[IAEP] XO Special interest group at Sugar Labs

Daniel Drake dsd at laptop.org
Mon Sep 21 23:54:07 EDT 2009


2009/9/21 David Farning <dfarning at sugarlabs.org>:
> The project is starting with work flow focused goals.
> 1. Create a team.
> 2. Create a release cycle.
> 3. Start cranking out releases each one better than the last.
>
> The missing gap in the current Sugar-> distro-> XO workflow is that
> CJB is working from the deployment and hardware back to the distro and
> Sugar.  This is both necessary and exactly what OLPC _needs_ Chris to
> focus on. (Think of the relationship between redhat and fedora)
>
> But, he and the entire ecosystem would benefit from a time based
> release focus upstream.  That way they can pick an upstream and spend
> six or eight months making it deployment ready rather than starting
> from scratch every year or eighteen months.

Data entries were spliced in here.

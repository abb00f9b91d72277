use anyhow::Context;
use std::sync::Arc;
use tracing::info;
use tracing_subscriber::EnvFilter;
use tubely::{config::Config, router, AppState};

#[tokio::main]
async fn main() -> anyhow::Result<()> {
    tracing_subscriber::fmt()
        .with_env_filter(
            EnvFilter::try_from_default_env().unwrap_or_else(|_| EnvFilter::new("info")),
        )
        .init();

    let config = Config::from_env()?;

    tokio::fs::create_dir_all(&config.assets_root)
        .await
        .with_context(|| {
            format!(
                "Failed to create assets directory {}",
                config.assets_root.display()
            )
        })?;

    let port = config.port;
    let state = Arc::new(AppState::new(config).context("Failed to initialize storage")?);
    let app = router(state);

    let listener = tokio::net::TcpListener::bind(("0.0.0.0", port))
        .await
        .with_context(|| format!("Failed to bind to port {}", port))?;

    info!("Tubely running on http://0.0.0.0:{}", port);
    info!("Endpoints:");
    info!("   POST   /api/users                      - Create an account");
    info!("   POST   /api/login                      - Log in and get a token");
    info!("   POST   /api/videos                     - Create a video");
    info!("   GET    /api/videos                     - List your videos");
    info!("   GET    /api/videos/{{videoID}}           - Get a video");
    info!("   DELETE /api/videos/{{videoID}}           - Delete a video");
    info!("   POST   /api/thumbnail_upload/{{videoID}} - Upload a thumbnail");
    info!("   GET    /assets/{{file}}                  - Stored thumbnails");

    axum::serve(listener, app)
        .await
        .context("Failed to start server")?;

    Ok(())
}
use chrono::{DateTime, Utc};
use serde::{Deserialize, Serialize};
use uuid::Uuid;

#[derive(Debug, Clone, Serialize, Deserialize)]
pub struct User {
    pub id: Uuid,
    pub email: String,
    pub password_hash: String,
    pub created_at: DateTime<Utc>,
}

impl User {
    pub fn new(email: String, password_hash: String) -> Self {
        Self {
            id: Uuid::new_v4(),
            email,
            password_hash,
            created_at: Utc::now(),
        }
    }
}

/// User as returned over the API, without the password hash.
#[derive(Debug, Serialize, Deserialize)]
pub struct UserResponse {
    pub id: Uuid,
    pub email: String,
    pub created_at: DateTime<Utc>,
}

impl From<User> for UserResponse {
    fn from(user: User) -> Self {
        Self {
            id: user.id,
            email: user.email,
            created_at: user.created_at,
        }
    }
}

#[derive(Debug, Serialize, Deserialize)]
pub struct CredentialsRequest {
    pub email: String,
    pub password: String,
}

#[derive(Debug, Serialize, Deserialize)]
pub struct LoginResponse {
    #[serde(flatten)]
    pub user: UserResponse,
    pub token: String,
}
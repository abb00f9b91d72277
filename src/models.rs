use chrono::{DateTime, Utc};
use serde::{Deserialize, Serialize};
use uuid::Uuid;

#[derive(Debug, Clone, PartialEq, Serialize, Deserialize)]
pub struct Video {
    pub id: Uuid,
    pub created_at: DateTime<Utc>,
    pub updated_at: DateTime<Utc>,
    pub title: String,
    pub description: String,
    pub thumbnail_url: Option<String>,
    pub video_url: Option<String>,
    pub user_id: Uuid,
}

impl Video {
    pub fn new(title: String, description: String, user_id: Uuid) -> Self {
        let now = Utc::now();
        Self {
            id: Uuid::new_v4(),
            created_at: now,
            updated_at: now,
            title,
            description,
            thumbnail_url: None,
            video_url: None,
            user_id,
        }
    }
}

#[derive(Debug, Serialize, Deserialize)]
pub struct CreateVideoRequest {
    pub title: String,
    #[serde(default)]
    pub description: String,
}
use crate::models::Video;
use anyhow::{anyhow, Context, Result};
use chrono::Utc;
use std::fs;
use std::path::{Path, PathBuf};
use tokio::sync::RwLock;
use uuid::Uuid;

const STORAGE_FILE: &str = "videos.json";

/// Video records kept in memory and mirrored to a JSON file.
///
/// Every mutation writes the new snapshot to disk before it becomes visible,
/// so a failed write leaves both copies at the previous state.
pub struct VideoStorage {
    path: PathBuf,
    videos: RwLock<Vec<Video>>,
}

impl VideoStorage {
    pub fn new(data_dir: &Path) -> Result<Self> {
        fs::create_dir_all(data_dir).context("Failed to create data directory")?;
        let path = data_dir.join(STORAGE_FILE);

        let videos = if path.exists() {
            let data = fs::read_to_string(&path).context("Failed to read videos file")?;
            serde_json::from_str(&data).context("Failed to parse videos file")?
        } else {
            Vec::new()
        };

        Ok(Self {
            path,
            videos: RwLock::new(videos),
        })
    }

    pub async fn create_video(&self, video: Video) -> Result<Video> {
        let mut videos = self.videos.write().await;
        let mut next = videos.clone();
        next.push(video.clone());
        self.save_to_disk(&next)?;
        *videos = next;
        Ok(video)
    }

    pub async fn find_video(&self, id: Uuid) -> Result<Option<Video>> {
        let videos = self.videos.read().await;
        Ok(videos.iter().find(|v| v.id == id).cloned())
    }

    /// Like [`find_video`](Self::find_video), but a missing record is an error.
    pub async fn get_video(&self, id: Uuid) -> Result<Video> {
        self.find_video(id)
            .await?
            .ok_or_else(|| anyhow!("video {} not found", id))
    }

    pub async fn get_videos_for_user(&self, user_id: Uuid) -> Result<Vec<Video>> {
        let videos = self.videos.read().await;

        let mut owned: Vec<Video> = videos
            .iter()
            .filter(|v| v.user_id == user_id)
            .cloned()
            .collect();

        owned.sort_by(|a, b| b.created_at.cmp(&a.created_at));
        Ok(owned)
    }

    /// Replaces the stored record with the same id and bumps `updated_at`.
    pub async fn update_video(&self, mut video: Video) -> Result<Video> {
        let mut videos = self.videos.write().await;

        let index = videos
            .iter()
            .position(|v| v.id == video.id)
            .ok_or_else(|| anyhow!("video {} not found", video.id))?;

        video.updated_at = Utc::now();
        let mut next = videos.clone();
        next[index] = video.clone();
        self.save_to_disk(&next)?;
        *videos = next;
        Ok(video)
    }

    pub async fn delete_video(&self, id: Uuid) -> Result<()> {
        let mut videos = self.videos.write().await;

        if !videos.iter().any(|v| v.id == id) {
            return Err(anyhow!("video {} not found", id));
        }

        let next: Vec<Video> = videos.iter().filter(|v| v.id != id).cloned().collect();
        self.save_to_disk(&next)?;
        *videos = next;
        Ok(())
    }

    fn save_to_disk(&self, videos: &[Video]) -> Result<()> {
        let json = serde_json::to_string_pretty(videos).context("Failed to serialize videos")?;
        fs::write(&self.path, json).context("Failed to write to videos file")?;
        Ok(())
    }
}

I don't understand this. How is what you are proposing different from
what has been done before, and is happening now?
When are we starting from scratch?

> It would be great if you would bring your work into the project.  As
> far as I can tell, you and Chris are the two most knowledgeable people
> working on this problem.  Not sure what your time available is:)
> Hopefully, we can build a tight team to make your work more widely
> available.
>
> The goal is to provide a place where the various people working on
> 'upstream' XO, disto, and Sugar issues can come together, tighten
> focus, and make their work available to the widest possible audience.

I think we have most of those things quite well covered already:
 - we have mailing lists for coming together, which are already being
used for this purpose
 - we have hosting from OLPC
 - Stephen Parrish appears to be a focused buildmaster

I think what's missing is developers and/or high-calibre testers who
are able to provide detailed technical diagnosis of bugs. If your
group could bring in some of those resources, it would be of huge
value.

I don't feel that a release cycle would be that useful. At least to
me, that implies that you'll spend some time on feature development,
then close that off for bug-fixes only as the release date nears.
Well, really all the features have been developed already, and the
only thing left is bug fixing anyway. And the couple of features that
are missing are big regressions for deployments. I would think that
putting a date on a release and closing the door to the feature
regressions is not really going to do anything positive at this stage.